Quesenberry, the DOL spokesperson, said in her email that since OSHA has not issued a COVID-19 regulation, NCDOL has met the “at least as effective” requirement.
The advocacy groups that received the letter are considering filing a complaint with OSHA asserting that the state has failed to uphold its responsibilities. They’re also considering seeking judicial review, alleging that the department’s denial of the proposed rulemaking was “arbitrary and capricious.” The deadline to file for judicial review is Dec. 9.
Advocates are also hopeful that incoming Labor Commissioner Dobson, currently a state representative, will be more proactive. In an email to The N&O, Dobson declined to make any commitments.

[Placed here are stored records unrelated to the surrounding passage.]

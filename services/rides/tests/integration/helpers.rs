use std::sync::{Arc, Mutex};

use chrono::Utc;

use aeroride_domain::geo::Coordinates;
use aeroride_domain::id::{RideId, UserId};
use aeroride_domain::pagination::PageRequest;
use aeroride_domain::ride::RideStatus;
use aeroride_rides::domain::repository::{RideRepository, RouteError, RoutePort};
use aeroride_rides::domain::types::{Place, Ride, RouteEstimate, StatusChange};
use aeroride_rides::error::RidesServiceError;
use aeroride_rides::usecase::ride::CreateRideInput;

pub const CURRENCY: &str = "NGN";

/// Murtala Muhammed International, Lagos.
pub const AIRPORT: Coordinates = Coordinates {
    latitude: 6.5774,
    longitude: 3.3212,
};

/// Ten kilometers due north of [`AIRPORT`] along its meridian.
pub fn ten_km_north() -> Coordinates {
    let delta = (10.0_f64 / 6371.0).to_degrees();
    Coordinates::new(AIRPORT.latitude + delta, AIRPORT.longitude)
}

// ── MockRideRepo ─────────────────────────────────────────────────────────────

#[derive(Clone, Default)]
pub struct MockRideRepo {
    pub rides: Arc<Mutex<Vec<Ride>>>,
}

impl MockRideRepo {
    pub fn empty() -> Self {
        Self::default()
    }

    pub fn get(&self, id: RideId) -> Option<Ride> {
        self.rides
            .lock()
            .unwrap()
            .iter()
            .find(|r| r.id == id)
            .cloned()
    }

    pub fn len(&self) -> usize {
        self.rides.lock().unwrap().len()
    }

    /// Edit a stored ride in place, bypassing the lifecycle.
    pub fn modify(&self, id: RideId, edit: impl FnOnce(&mut Ride)) {
        let mut rides = self.rides.lock().unwrap();
        if let Some(ride) = rides.iter_mut().find(|r| r.id == id) {
            edit(ride);
        }
    }

    pub fn set_status(&self, id: RideId, status: RideStatus) {
        self.modify(id, |ride| ride.status = status);
    }
}

impl RideRepository for MockRideRepo {
    async fn create(&self, ride: &Ride) -> Result<(), RidesServiceError> {
        self.rides.lock().unwrap().push(ride.clone());
        Ok(())
    }

    async fn find_by_id(&self, id: RideId) -> Result<Option<Ride>, RidesServiceError> {
        Ok(self.get(id))
    }

    async fn find_by_qr_code(&self, qr_code: &str) -> Result<Option<Ride>, RidesServiceError> {
        Ok(self
            .rides
            .lock()
            .unwrap()
            .iter()
            .find(|r| r.qr_code == qr_code)
            .cloned())
    }

    async fn list_for_user(
        &self,
        user: UserId,
        page: PageRequest,
    ) -> Result<Vec<Ride>, RidesServiceError> {
        let mut rides: Vec<Ride> = self
            .rides
            .lock()
            .unwrap()
            .iter()
            .filter(|r| r.is_party(user))
            .cloned()
            .collect();
        rides.sort_by(|a, b| b.created_at.cmp(&a.created_at));
        Ok(rides
            .into_iter()
            .skip(page.offset() as usize)
            .take(page.clamped().per_page as usize)
            .collect())
    }

    async fn update_status(&self, change: &StatusChange) -> Result<bool, RidesServiceError> {
        let mut rides = self.rides.lock().unwrap();
        let Some(ride) = rides.iter_mut().find(|r| r.id == change.ride_id) else {
            return Ok(false);
        };
        if ride.status != change.expected {
            return Ok(false);
        }
        if let Some(driver) = change.assign_driver {
            if ride.driver_id.is_some() {
                return Ok(false);
            }
            ride.driver_id = Some(driver);
        }
        ride.status = change.next;
        ride.updated_at = Utc::now();
        Ok(true)
    }

    async fn delete_deletable(
        &self,
        id: RideId,
        passenger: UserId,
    ) -> Result<bool, RidesServiceError> {
        let mut rides = self.rides.lock().unwrap();
        let before = rides.len();
        rides.retain(|r| {
            !(r.id == id
                && r.passenger_id == passenger
                && matches!(r.status, RideStatus::Pending | RideStatus::Cancelled))
        });
        Ok(rides.len() < before)
    }
}

// ── Route stubs ──────────────────────────────────────────────────────────────

/// Always answers with the same routed leg.
#[derive(Clone, Copy)]
pub struct StubRoute(pub RouteEstimate);

impl RoutePort for StubRoute {
    async fn route(
        &self,
        _from: &Coordinates,
        _to: &Coordinates,
    ) -> Result<RouteEstimate, RouteError> {
        Ok(self.0)
    }
}

/// Provider that is down.
#[derive(Clone, Copy)]
pub struct UnavailableRoute;

impl RoutePort for UnavailableRoute {
    async fn route(
        &self,
        _from: &Coordinates,
        _to: &Coordinates,
    ) -> Result<RouteEstimate, RouteError> {
        Err(RouteError::Unavailable("connection refused".to_owned()))
    }
}

// ── Fixtures ─────────────────────────────────────────────────────────────────

pub fn booking(vehicle_type: &str) -> CreateRideInput {
    CreateRideInput {
        airport_id: "LOS".to_owned(),
        pickup: Place {
            label: "Terminal 1".to_owned(),
            coordinates: AIRPORT,
        },
        destination: Place {
            label: "Ten km north".to_owned(),
            coordinates: ten_km_north(),
        },
        vehicle_type: vehicle_type.to_owned(),
        passenger_count: None,
        special_requests: None,
        scheduled_time: None,
    }
}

With regard to rulemaking on coronavirus-related issues, he wrote, “I am not willing to make a commitment on any policy position before talking with all stakeholders to fully understand the implications that those policy decisions will have on employers and employees.”
Ilana Dubester, executive director of El Vínculo Hispano/The Hispanic Liaison, a signatory to the petition, said she hopes these “stakeholders” include workers, advocates and communities where “entire families are sick, where people are in the hospital for a month and now have hospital bills to deal with because so many of them are uninsured or underinsured.”
“This is the first, in our lifetime, mass pandemic, and it might not be the last,” Dubester said. “And there’s a vacuum of authority and a vacuum in leadership in protecting all of North Carolina’s people, not just essential workers, when we are not willing to issue rules for employers and not just recommendations for employers.”
News & Observer reporters Aaron Sanchez-Guerra and Zachery Eanes contributed to this story.